__About this task__. The material below holds a span beginning at the line with "256/512-bit multiply-divide |" and ending at the line with "pub use checked::CheckedArithmetic;". Quote that span exactly, both ends included, and only that span.

Records provided below:

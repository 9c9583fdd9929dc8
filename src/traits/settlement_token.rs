//! External settlement-token boundary.
//!
//! Instances never move tokens while they compute.  Every call collects
//! the [`Transfer`]s it needs, commits its internal state, and only then
//! hands the batch to a [`SettlementToken`].  If the token rejects the
//! batch the instance restores the state it had before the call.

use crate::domain::{Address, Wad};
use crate::error::Result;

/// One movement of settlement tokens between an account and an
/// instance's escrow.
#[derive(Debug, Clone, Copy, PartialEq, Eq)]
#[cfg_attr(feature = "serde", derive(serde::Serialize, serde::Deserialize))]
pub enum Transfer {
    /// `amount` moves from `from` into the instance.
    Deposit {
        /// Paying account.
        from: Address,
        /// Positive amount.
        amount: Wad,
    },
    /// `amount` moves from the instance to `to`.
    Payout {
        /// Receiving account.
        to: Address,
        /// Positive amount.
        amount: Wad,
    },
}

impl Transfer {
    /// Returns the transferred amount.
    #[must_use]
    pub const fn amount(&self) -> Wad {
        match self {
            Self::Deposit { amount, .. } | Self::Payout { amount, .. } => *amount,
        }
    }
}

/// Executes transfer batches on behalf of an instance.
///
/// # Atomicity Contract
///
/// [`execute`](Self::execute) either applies every transfer of the batch
/// or none of them.
///
/// # Implementors
///
/// - [`InMemorySettlementToken`](crate::token::InMemorySettlementToken)
pub trait SettlementToken {
    /// Applies a batch of transfers for the instance escrow identified by
    /// `escrow`.
    ///
    /// # Errors
    ///
    /// Returns
    /// [`IrsError::TransferRejected`](crate::error::IrsError::TransferRejected)
    /// if any transfer cannot be honoured.
    fn execute(&mut self, escrow: Address, batch: &[Transfer]) -> Result<()>;
}
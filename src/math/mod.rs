//! Fixed-point arithmetic for the rate curve.
//!
//! Every function here is pure and checked: overflow is an
//! [`IrsError`](crate::error::IrsError), never a wrap, and every division
//! takes an explicit [`Rounding`](crate::domain::Rounding).
//!
//! | Module | Contents |
//! |--------|----------|
//! | `full_math` | 256/512-bit multiply-divide |
//! | `tick_math` | tick ⇄ Q64.96 sqrt price |
//! | `sqrt_price_math` | token amounts for a price move |
//! | `swap_math` | one swap step and its fee |
//! | `fixed_and_variable` | balances ⇄ cash flows |
//! | `checked` | [`CheckedArithmetic`] for domain types |

mod checked;
mod fixed_and_variable;
mod full_math;
mod sqrt_price_math;
mod swap_math;
mod tick_math;

pub use checked::CheckedArithmetic;
pub use fixed_and_variable::{balanced_fixed_tokens, fixed_factor, settlement_cashflow};
pub use full_math::{apply_sign, mul_div, mul_div_signed, mul_div_u128, to_u128};
pub use sqrt_price_math::{
    fixed_amount_delta, fixed_rate_at, liquidity_for_variable_amount,
    next_sqrt_price_from_variable_in, next_sqrt_price_from_variable_out, variable_amount_delta,
};
pub use swap_math::{
    amounts_for_price_move, compute_swap_step, to_wad, FeeTerms, PriceMoveAmounts, SwapStep,
};
pub use tick_math::{
    is_within_grid, sqrt_price_to_tick, tick_to_sqrt_price, MAX_SQRT_RATIO, MIN_SQRT_RATIO,
};
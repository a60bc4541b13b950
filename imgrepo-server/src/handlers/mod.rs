//! HTTP request handlers organized by functionality

pub mod auth;
pub mod bearer;
pub mod health;
pub mod images;

pub use bearer::BearerToken;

End of Records provided.

__Solution for this exercise__.
//! | `full_math` | 256/512-bit multiply-divide |
//! | `tick_math` | tick ⇄ Q64.96 sqrt price |
//! | `sqrt_price_math` | token amounts for a price move |
//! | `swap_math` | one swap step and its fee |
//! | `fixed_and_variable` | balances ⇄ cash flows |
//! | `checked` | [`CheckedArithmetic`] for domain types |

mod checked;
mod fixed_and_variable;
mod full_math;
mod sqrt_price_math;
mod swap_math;
mod tick_math;

pub use checked::CheckedArithmetic;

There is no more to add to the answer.